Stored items
* * * * *

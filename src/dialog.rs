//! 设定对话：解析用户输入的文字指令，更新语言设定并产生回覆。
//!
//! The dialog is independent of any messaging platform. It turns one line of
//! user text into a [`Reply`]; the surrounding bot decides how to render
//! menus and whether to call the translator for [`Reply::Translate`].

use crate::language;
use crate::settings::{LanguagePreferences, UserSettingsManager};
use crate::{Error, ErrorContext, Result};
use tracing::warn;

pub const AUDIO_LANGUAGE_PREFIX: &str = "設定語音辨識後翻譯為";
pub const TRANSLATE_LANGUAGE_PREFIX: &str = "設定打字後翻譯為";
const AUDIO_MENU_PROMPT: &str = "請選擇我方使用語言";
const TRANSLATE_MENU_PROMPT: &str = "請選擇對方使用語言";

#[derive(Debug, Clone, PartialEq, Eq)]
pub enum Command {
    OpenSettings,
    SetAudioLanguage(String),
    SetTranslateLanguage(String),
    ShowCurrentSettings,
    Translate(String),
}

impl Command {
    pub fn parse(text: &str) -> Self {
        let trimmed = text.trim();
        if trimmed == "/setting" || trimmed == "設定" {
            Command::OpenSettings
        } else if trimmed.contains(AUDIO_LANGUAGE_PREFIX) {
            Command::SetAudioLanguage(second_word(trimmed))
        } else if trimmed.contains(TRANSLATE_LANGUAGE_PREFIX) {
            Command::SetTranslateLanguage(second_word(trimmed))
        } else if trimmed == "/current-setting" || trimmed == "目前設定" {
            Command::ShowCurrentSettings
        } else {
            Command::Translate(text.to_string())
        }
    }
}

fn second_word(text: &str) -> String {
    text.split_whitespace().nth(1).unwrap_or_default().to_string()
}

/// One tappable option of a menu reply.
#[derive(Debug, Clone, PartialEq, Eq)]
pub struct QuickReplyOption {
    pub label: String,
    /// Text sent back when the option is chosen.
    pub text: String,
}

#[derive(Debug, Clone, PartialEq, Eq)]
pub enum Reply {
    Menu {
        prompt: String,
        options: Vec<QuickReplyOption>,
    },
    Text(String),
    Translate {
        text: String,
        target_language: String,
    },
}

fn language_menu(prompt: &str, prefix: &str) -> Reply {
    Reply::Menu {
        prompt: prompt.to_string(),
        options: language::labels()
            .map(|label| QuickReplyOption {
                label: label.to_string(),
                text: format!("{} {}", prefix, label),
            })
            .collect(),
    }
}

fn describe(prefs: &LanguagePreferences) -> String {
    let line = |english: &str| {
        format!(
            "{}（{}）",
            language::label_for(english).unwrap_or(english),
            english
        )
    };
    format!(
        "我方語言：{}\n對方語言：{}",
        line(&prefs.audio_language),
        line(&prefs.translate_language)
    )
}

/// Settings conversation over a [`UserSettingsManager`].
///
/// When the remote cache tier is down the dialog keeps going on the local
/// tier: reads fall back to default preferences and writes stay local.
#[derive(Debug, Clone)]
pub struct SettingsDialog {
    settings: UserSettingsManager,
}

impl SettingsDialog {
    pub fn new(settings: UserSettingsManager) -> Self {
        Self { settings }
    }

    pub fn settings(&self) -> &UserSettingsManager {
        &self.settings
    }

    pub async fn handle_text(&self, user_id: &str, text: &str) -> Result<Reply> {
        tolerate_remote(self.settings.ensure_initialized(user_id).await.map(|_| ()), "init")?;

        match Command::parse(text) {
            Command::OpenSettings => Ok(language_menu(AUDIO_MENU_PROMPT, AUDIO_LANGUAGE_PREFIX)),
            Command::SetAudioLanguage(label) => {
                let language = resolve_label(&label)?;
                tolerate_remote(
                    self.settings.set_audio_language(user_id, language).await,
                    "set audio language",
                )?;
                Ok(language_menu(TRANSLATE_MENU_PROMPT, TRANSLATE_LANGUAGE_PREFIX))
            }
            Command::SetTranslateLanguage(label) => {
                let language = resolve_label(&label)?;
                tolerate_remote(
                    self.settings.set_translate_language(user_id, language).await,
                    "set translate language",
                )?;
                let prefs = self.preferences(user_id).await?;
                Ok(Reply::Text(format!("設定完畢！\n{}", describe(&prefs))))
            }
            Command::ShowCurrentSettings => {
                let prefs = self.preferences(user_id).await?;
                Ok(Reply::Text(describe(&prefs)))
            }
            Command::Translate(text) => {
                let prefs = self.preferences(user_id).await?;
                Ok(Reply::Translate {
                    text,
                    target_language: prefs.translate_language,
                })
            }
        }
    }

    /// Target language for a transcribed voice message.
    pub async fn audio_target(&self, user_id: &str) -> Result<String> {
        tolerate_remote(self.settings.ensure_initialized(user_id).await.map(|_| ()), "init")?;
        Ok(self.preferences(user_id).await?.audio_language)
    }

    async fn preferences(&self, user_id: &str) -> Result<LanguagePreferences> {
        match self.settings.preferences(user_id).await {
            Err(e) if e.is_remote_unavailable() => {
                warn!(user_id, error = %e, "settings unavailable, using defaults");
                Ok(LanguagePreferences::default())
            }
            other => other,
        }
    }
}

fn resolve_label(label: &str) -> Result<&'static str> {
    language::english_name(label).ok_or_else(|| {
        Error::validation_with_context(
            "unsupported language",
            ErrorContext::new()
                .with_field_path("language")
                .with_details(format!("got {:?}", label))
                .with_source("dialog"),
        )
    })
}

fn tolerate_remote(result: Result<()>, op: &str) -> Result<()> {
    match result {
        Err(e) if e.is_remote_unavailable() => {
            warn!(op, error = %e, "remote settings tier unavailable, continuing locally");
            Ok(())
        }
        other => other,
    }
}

* * * * *

Whenever the word "const" shows up in a line of the entries above, copy that line.

pub const AUDIO_LANGUAGE_PREFIX: &str = "設定語音辨識後翻譯為";
pub const TRANSLATE_LANGUAGE_PREFIX: &str = "設定打字後翻譯為";
const AUDIO_MENU_PROMPT: &str = "請選擇我方使用語言";
const TRANSLATE_MENU_PROMPT: &str = "請選擇對方使用語言";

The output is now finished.